We have raised our advice level for #HongKong: we now recommend you ‘exercise a high degree of caution’. Avoid large public gatherings. Monitor media and follow the advice of local authorities. https://t.co/tTCjY1N1ft
— Smartraveller (@Smartraveller) August 6, 2019
Foreign Minister Marise Payne said the upgraded advice was based on increasing violence in Hong Kong.
“I’m not saying don’t go, we’re saying monitor local media for signs of unrest, avoid protests and large gatherings because they are unpredictable,” she told 2GB on Wednesday.
The advice level is now on the second rung of a four-tier scale.
Australians have also been told the risks are greater at night and on weekends.
“We’ve been clearly urging Australians to avoid large public gatherings in recent weeks and most certainly read the travel advice when travelling to Hong Kong,” Senator Payne said.
On Tuesday, China warned it was “only a matter of time” before it punished those behind nearly three months of pro-democracy protests that have increasingly devolved into violent clashes with police and other authorities.
The protests began in response to Beijing’s plans to impose tough laws in the semi-autonomous state that would have allowed it to extradite Hong Kong residents to the mainland.
“We would like to make it clear to the very small group of unscrupulous and violent criminals and the dirty forces behind them: those who play with fire will perish by it,” Yang Guang, spokesman for the Chinese Cabinet’s Hong Kong and Macao Affairs Office, said on Tuesday.
“Don’t ever misjudge the situation and mistake our restraint for weakness.”
The mayhem across Hong Kong has escalated further this week, starting with a general strike on Monday that paralysed the city’s roads, rail network and airport.
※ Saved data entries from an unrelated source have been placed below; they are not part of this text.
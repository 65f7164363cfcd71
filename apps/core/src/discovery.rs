use std::collections::HashSet;
use std::path::{Path, PathBuf};

use walkdir::WalkDir;

use crate::ini::parse_sections;
use crate::model::Destination;

#[derive(Debug, thiserror::Error)]
pub enum DiscoveryError {
    #[error("no application directories configured")]
    NoApplicationDirs,
    #[error("{0}")]
    Source(String),
}

/// Raw result of one enumeration: candidate destinations (without profiles)
/// and the id the OS currently opens the reference scheme with.
#[derive(Debug, Clone, Default, PartialEq, Eq)]
pub struct SourceScan {
    pub destinations: Vec<Destination>,
    pub default_id: Option<String>,
}

pub trait DestinationSource: Send {
    fn source_name(&self) -> &'static str;
    fn scan(&self) -> Result<SourceScan, DiscoveryError>;
}

/// Returns a preset scan; used by tests and by OS integrations that push
/// their own enumeration results.
pub struct FixedSource {
    scan: SourceScan,
}

impl FixedSource {
    pub fn new(destinations: Vec<Destination>, default_id: Option<&str>) -> Self {
        Self {
            scan: SourceScan {
                destinations,
                default_id: default_id.map(str::to_string),
            },
        }
    }

    pub fn empty() -> Self {
        Self::new(Vec::new(), None)
    }

    pub fn deterministic_fixture() -> Self {
        Self::new(
            vec![
                Destination::new("firefox.desktop", "Firefox", "/usr/bin/firefox"),
                Destination::new(
                    "google-chrome.desktop",
                    "Google Chrome",
                    "/usr/bin/google-chrome-stable",
                ),
            ],
            Some("firefox.desktop"),
        )
    }
}

impl DestinationSource for FixedSource {
    fn source_name(&self) -> &'static str {
        "fixed"
    }

    fn scan(&self) -> Result<SourceScan, DiscoveryError> {
        Ok(self.scan.clone())
    }
}

/// Enumerates XDG desktop entries that declare a handler for the reference
/// scheme and reads the default handler from `mimeapps.list`.
pub struct DesktopEntrySource {
    application_dirs: Vec<PathBuf>,
    mimeapps_paths: Vec<PathBuf>,
    scheme: String,
    max_depth: usize,
}

impl DesktopEntrySource {
    pub fn new(application_dirs: Vec<PathBuf>, mimeapps_paths: Vec<PathBuf>, scheme: &str) -> Self {
        Self {
            application_dirs,
            mimeapps_paths,
            scheme: scheme.to_ascii_lowercase(),
            max_depth: 3,
        }
    }

    fn mime_type(&self) -> String {
        format!("x-scheme-handler/{}", self.scheme)
    }

    fn scan_dir(&self, root: &Path, seen: &mut HashSet<String>, out: &mut Vec<Destination>) {
        let walker = WalkDir::new(root)
            .follow_links(true)
            .max_depth(self.max_depth)
            .sort_by_file_name();

        for entry in walker.into_iter().filter_map(|entry| entry.ok()) {
            let path = entry.path();
            if !entry.file_type().is_file()
                || path.extension().and_then(|ext| ext.to_str()) != Some("desktop")
            {
                continue;
            }

            let Some(id) = desktop_file_id(root, path) else {
                continue;
            };
            if seen.contains(&id) {
                continue;
            }

            let text = match std::fs::read_to_string(path) {
                Ok(text) => text,
                Err(error) => {
                    tracing::warn!(path = %path.display(), %error, "skipping unreadable desktop entry");
                    continue;
                }
            };

            // A hidden entry in an earlier directory masks later ones with the same id.
            seen.insert(id.clone());
            if let Some(destination) = parse_desktop_entry(&id, &text, &self.mime_type()) {
                out.push(destination);
            }
        }
    }

    fn default_handler(&self) -> Option<String> {
        let mime = self.mime_type();
        self.mimeapps_paths.iter().find_map(|path| {
            let text = std::fs::read_to_string(path).ok()?;
            default_handler_from_mimeapps(&text, &mime)
        })
    }
}

impl DestinationSource for DesktopEntrySource {
    fn source_name(&self) -> &'static str {
        "desktop-entries"
    }

    fn scan(&self) -> Result<SourceScan, DiscoveryError> {
        if self.application_dirs.is_empty() {
            return Err(DiscoveryError::NoApplicationDirs);
        }

        let mut seen = HashSet::new();
        let mut destinations = Vec::new();
        for root in &self.application_dirs {
            if !root.is_dir() {
                continue;
            }
            self.scan_dir(root, &mut seen, &mut destinations);
        }

        Ok(SourceScan {
            destinations,
            default_id: self.default_handler(),
        })
    }
}

/// `applications/kde4/foo.desktop` has id `kde4-foo.desktop`.
fn desktop_file_id(root: &Path, path: &Path) -> Option<String> {
    let relative = path.strip_prefix(root).ok()?;
    let parts: Vec<String> = relative
        .components()
        .map(|c| c.as_os_str().to_string_lossy().into_owned())
        .collect();
    if parts.is_empty() {
        return None;
    }
    Some(parts.join("-"))
}

pub fn parse_desktop_entry(id: &str, text: &str, mime_type: &str) -> Option<Destination> {
    let sections = parse_sections(text);
    let entry = sections.iter().find(|s| s.name == "Desktop Entry")?;

    if entry.get("Type").is_some_and(|t| t != "Application") {
        return None;
    }
    if entry.get("Hidden").is_some_and(|v| v.eq_ignore_ascii_case("true")) {
        return None;
    }
    let handles_scheme = entry
        .get("MimeType")
        .map(|types| {
            types
                .split(';')
                .any(|t| t.trim().eq_ignore_ascii_case(mime_type))
        })
        .unwrap_or(false);
    if !handles_scheme {
        return None;
    }

    let executable = entry.get("Exec").and_then(exec_program)?;
    let name = entry
        .get("Name")
        .filter(|name| !name.is_empty())
        .map(str::to_string)
        .unwrap_or_else(|| id.trim_end_matches(".desktop").to_string());

    Some(Destination::new(id, &name, executable))
}

/// First program token of an `Exec` line, skipping an `env VAR=value` prefix.
fn exec_program(exec: &str) -> Option<PathBuf> {
    let tokens = split_exec(exec);
    let mut iter = tokens.iter().filter(|token| !token.starts_with('%'));
    let mut program = iter.next()?;
    if program == "env" {
        program = iter.find(|token| !token.contains('='))?;
    }
    Some(PathBuf::from(program))
}

fn split_exec(exec: &str) -> Vec<String> {
    let mut tokens = Vec::new();
    let mut current = String::new();
    let mut quoted = false;
    let mut chars = exec.chars();

    while let Some(ch) = chars.next() {
        match ch {
            '"' => quoted = !quoted,
            '\\' if quoted => {
                if let Some(next) = chars.next() {
                    current.push(next);
                }
            }
            c if c.is_whitespace() && !quoted => {
                if !current.is_empty() {
                    tokens.push(std::mem::take(&mut current));
                }
            }
            c => current.push(c),
        }
    }
    if !current.is_empty() {
        tokens.push(current);
    }
    tokens
}

pub fn default_handler_from_mimeapps(text: &str, mime_type: &str) -> Option<String> {
    parse_sections(text)
        .iter()
        .filter(|section| section.name == "Default Applications")
        .find_map(|section| {
            section
                .get(mime_type)?
                .split(';')
                .map(str::trim)
                .find(|id| !id.is_empty())
                .map(str::to_string)
        })
}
Protesters challenged law enforcement in at least eight districts on Monday, responding to continuous rounds of tear gas with practised swiftness.
Some started fires outside police stations and hurled bricks and eggs at officers.
Many rally participants chose to hide their identities because they fear official retribution.
China is yet to visibly intervene in the clashes between protesters and police, although it has strongly worded editorials in state media condemning “violent radicals” and the “foreign forces” for allegedly inflaming them.
Speculation has grown that the Communist Party-led central government will bring in the military to quell demonstrations after Chinese officials pointed out that Hong Kong law that allows troops already stationed in the city to help with “public order maintenance” at the Hong Kong government’s request.
Shenzhen #police drill attracted unusual attention as it features scenarios that resemble the ongoing riots in #HongKong. #香港 https://t.co/0HzpBmpLpp (Video: Shenzhen News Radio) pic.twitter.com/1pIH9ABWlO
— Global Times (@globaltimesnews) August 6, 2019
The Hong Kong army garrison and police in the city of Shenzhen, across the border, have both released videos recently of officers training to disperse groups of people dressed in black and wearing masks and construction helmets, as many of the Hong Kong protesters do.
Mr Yang and other Chinese officials have repeatedly accused protesters and organisers of seeking to wreck Hong Kong’s society and economy and of lacking patriotism.
Hong Kong police have said they arrested 568 demonstrators aged 13-76 since June. They have been charged with a variety of crimes, including rioting, which can carry a sentence of up to 10 years.